Social media marketing is in the midst of what many are calling an engagement crisis. Marketers are producing more content than ever, promoting it across various channels and waiting for customers to interact and follow the trail from Tweet to contact form and through the sales funnel. But as those social posts go out every few hours, companies are not seeing the results they are looking for. Logically, if content numbers rise, so should engagement levels. In reality, content numbers have risen, but engagement levels have stagnated.
A recent study conducted by TrackMaven revealed that content output per brand increased by 35% in 2015, but content engagement decreased by 17%. Regardless of why this downward trend is occurring, marketers are concerned about how to change content strategy to reverse it. The answers are complex and deeply rooted in overall marketing culture, but an easy-to-implement solution lies in the power of employee social media advocacy. This simple activity can leverage audiences from new places, revitalize your current social tactics and even engage your employees in improving all aspects of your content marketing.
Appeal to the Niches
The main benefit of using employee advocacy as an engagement catalyst is the ability to segment based on individuals. First, segmenting your employees by providing only relevant content to the appropriate groups, helps them connect to your content and get excited to share it themselves. It also informs your idea generation and editorial calendar.

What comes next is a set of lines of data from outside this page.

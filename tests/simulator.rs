//! Integration tests for the execution simulator.
//!
//! These tests verify properties every simulated schedule must have:
//! - Exclusive use of the DMA and memory channels
//! - Execution intervals matching declared execution times
//! - Dependencies completing before consumers start
//! - Reproducible results across runs and threads

use std::sync::Arc;

use tilemap_dse::channel::TimeAlignment;
use tilemap_dse::mapping::heuristic_map;
use tilemap_dse::order::steuni;
use tilemap_dse::{
    AcceleratorConfig, BufferLocation, ChannelKind, ConfigBuilder, MappingEntry, Resource,
    Schedule, SchedError, Simulator, Stage, TaskAttrs, TaskGraph, TaskId, TaskMapping,
};

// ============================================================================
// Helpers
// ============================================================================

/// Small deterministic generator so graphs are identical on every run.
struct Lcg(u64);

impl Lcg {
    fn next(&mut self) -> u64 {
        self.0 = self.0.wrapping_mul(6364136223846793005).wrapping_add(1442695040888963407);
        self.0 >> 33
    }
}

/// Layered DAG with a mix of NPU and CPU layer types.
fn layered_graph(layers: usize, width: usize, seed: u64) -> TaskGraph {
    let kinds = ["Conv2D", "Dense", "MaxPooling2D", "Softmax", "ReLU"];
    let mut rng = Lcg(seed);
    let mut g = TaskGraph::new();
    let mut id: TaskId = 0;
    let mut prev: Vec<TaskId> = Vec::new();

    for _ in 0..layers {
        let mut current = Vec::new();
        for _ in 0..width {
            let layer = kinds[(rng.next() % kinds.len() as u64) as usize];
            g.insert_task(
                id,
                TaskAttrs::new()
                    .with_extime(Resource::Cpu, 20 + rng.next() % 30)
                    .with_extime(Resource::Npu, 2 + rng.next() % 10)
                    .with_tensor(64 + rng.next() % 512)
                    .with_weight(1)
                    .with_layer(layer),
            );
            for &p in &prev {
                if rng.next() % 2 == 0 {
                    g.add_edge(p, id).unwrap();
                }
            }
            current.push(id);
            id += 1;
        }
        prev = current;
    }
    g
}

fn spread_mapping(g: &TaskGraph, config: &AcceleratorConfig) -> TaskMapping {
    let base = heuristic_map(g, config).unwrap();
    let mut m = TaskMapping::new();
    for entry in base.iter() {
        let mut e = entry.clone();
        if e.resource == Resource::Npu {
            e.tile = (e.task as usize) % config.n_tiles;
            if e.task % 3 == 0 {
                e.buffer = BufferLocation::Spm;
            }
        }
        m.insert(e);
    }
    m
}

fn assert_channels_exclusive(s: &Schedule) {
    for channel in [ChannelKind::Dma, ChannelKind::Mem] {
        let mut records = s.transfers(channel).to_vec();
        records.sort_by_key(|r| r.start);
        for pair in records.windows(2) {
            assert!(
                pair[0].end <= pair[1].start,
                "{} transfers overlap: {:?} and {:?}",
                channel,
                pair[0],
                pair[1]
            );
        }
    }
}

// ============================================================================
// Tests
// ============================================================================

#[test]
fn test_three_task_chain_single_tile() {
    let mut g = TaskGraph::new();
    for (id, t) in [(0, 3), (1, 4), (2, 5)] {
        g.insert_task(
            id,
            TaskAttrs::new()
                .with_extime(Resource::Npu, t)
                .with_tensor(10)
                .with_layer("Conv2D"),
        );
    }
    g.add_edge(0, 1).unwrap();
    g.add_edge(1, 2).unwrap();

    let mut m = TaskMapping::new();
    for id in 0..3 {
        m.insert(MappingEntry {
            task: id,
            layer: "Conv2D".to_string(),
            op: "conv".to_string(),
            resource: Resource::Npu,
            tile: 0,
            buffer: BufferLocation::Spm,
        });
    }

    let order = steuni(&g).unwrap();
    assert_eq!(order, vec![0, 1, 2]);

    let s = Simulator::new(AcceleratorConfig::default())
        .run(&g, &order, Arc::new(m), Stage::Actmap)
        .unwrap();
    assert_eq!(s.end[&2], 3 + 4 + 5);
    assert!(s.dma.is_empty() && s.mem.is_empty());
}

#[test]
fn test_channels_are_exclusive() {
    let config = ConfigBuilder::new().n_tiles(3).build().unwrap();
    for seed in [1, 7, 42] {
        let g = layered_graph(5, 4, seed);
        let order = steuni(&g).unwrap();
        let m = spread_mapping(&g, &config);

        let s = Simulator::new(config.clone())
            .run(&g, &order, Arc::new(m), Stage::Opmap)
            .unwrap();
        assert!(!s.dma.is_empty());
        assert_channels_exclusive(&s);
    }
}

#[test]
fn test_end_is_start_plus_extime() {
    let config = ConfigBuilder::new().n_tiles(2).build().unwrap();
    let g = layered_graph(4, 3, 3);
    let order = steuni(&g).unwrap();
    let m = spread_mapping(&g, &config);

    let s = Simulator::new(config)
        .run(&g, &order, Arc::new(m.clone()), Stage::Opmap)
        .unwrap();
    for task in g.tasks() {
        let resource = m.get(task).unwrap().resource;
        let extime = g.extime(task, resource).unwrap();
        assert_eq!(s.end[&task], s.start[&task] + extime);
    }
}

#[test]
fn test_dependencies_finish_first() {
    let config = ConfigBuilder::new().n_tiles(2).build().unwrap();
    let g = layered_graph(4, 3, 11);
    let order = steuni(&g).unwrap();
    let m = spread_mapping(&g, &config);

    let s = Simulator::new(config)
        .run(&g, &order, Arc::new(m), Stage::Opmap)
        .unwrap();
    for (u, v) in g.edges() {
        assert!(s.end[&u] <= s.start[&v], "{} -> {} violated", u, v);
    }
}

#[test]
fn test_runs_are_reproducible() {
    let config = ConfigBuilder::new().n_tiles(3).build().unwrap();
    let g = Arc::new(layered_graph(6, 4, 5));
    let order = Arc::new(steuni(&g).unwrap());
    let m = Arc::new(spread_mapping(&g, &config));

    let first = Simulator::new(config.clone())
        .run(&g, &order, m.clone(), Stage::Opmap)
        .unwrap();

    // Independent runs on other threads never share state
    let handles: Vec<_> = (0..4)
        .map(|_| {
            let (g, order, m, config) = (g.clone(), order.clone(), m.clone(), config.clone());
            std::thread::spawn(move || {
                Simulator::new(config)
                    .run(&g, &order, m, Stage::Opmap)
                    .unwrap()
            })
        })
        .collect();
    for h in handles {
        let s = h.join().unwrap();
        assert_eq!(s.start, first.start);
        assert_eq!(s.end, first.end);
        assert_eq!(s.dma, first.dma);
        assert_eq!(s.mem, first.mem);
    }
}

#[test]
fn test_missing_extime_fails_at_start() {
    let mut g = TaskGraph::new();
    g.insert_task(0, TaskAttrs::new().with_tensor(1).with_layer("Conv2D"));
    let m = heuristic_map(&g, &AcceleratorConfig::default()).unwrap();

    let result = Simulator::new(AcceleratorConfig::default()).run(&g, &[0], Arc::new(m), Stage::Steuni);
    assert!(matches!(result, Err(SchedError::MissingAttribute { task: 0, .. })));
}

#[test]
fn test_coarse_tick_starts_on_boundaries() {
    let g = layered_graph(3, 3, 9);
    let order = steuni(&g).unwrap();
    let config = ConfigBuilder::new().n_tiles(2).tick(7).build().unwrap();
    let m = Arc::new(spread_mapping(&g, &config));

    let s = Simulator::new(config).run(&g, &order, m, Stage::Opmap).unwrap();
    assert_eq!(s.start.len(), g.task_count());
    assert!(s.start.values().all(|&t| TimeAlignment::is_on_boundary(t, 7)));
    assert_channels_exclusive(&s);
}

Segmentation doesn’t just help your employees get more involved, it targets content to their audiences. If, for example, you are looking to sell your product or service to more financial managers, you should mine your own financial manager’s social accounts for promising leads, general tone of voice and important insights. Then you can tailor whatever social content you are currently using to this audience. Appealing to one specific niche is better than producing countless generic posts. If a financial manager is browsing their LinkedIn feed and happens upon a post not necessarily about his industry, but related to his job, he is more likely to click. This is the practice of personalization on a very micro level, and should improve engagement among your ideal target audiences.
Engaged Employees, Engaged Customers
As employees become engaged in their company’s social marketing, they begin to appreciate customer interaction and the real value of their offerings. Employees who are engaged on social and share the articles they feel match their professional interests infuse a company’s social identity with personality and realness. Those are qualities that customers respond to and appreciate.
Employees can save falling engagement by participating in the social conversation. If a conversation isn’t happening, have your employees start it themselves. Evidence of a person-to-person interaction, rather than simply a brand asking a question, might encourage customers to get involved as well. Also, encourage employees to provide their own commentary to posts, even if they disagree. That is what showcases awareness, trustworthiness and charisma to an otherwise disengaged audience.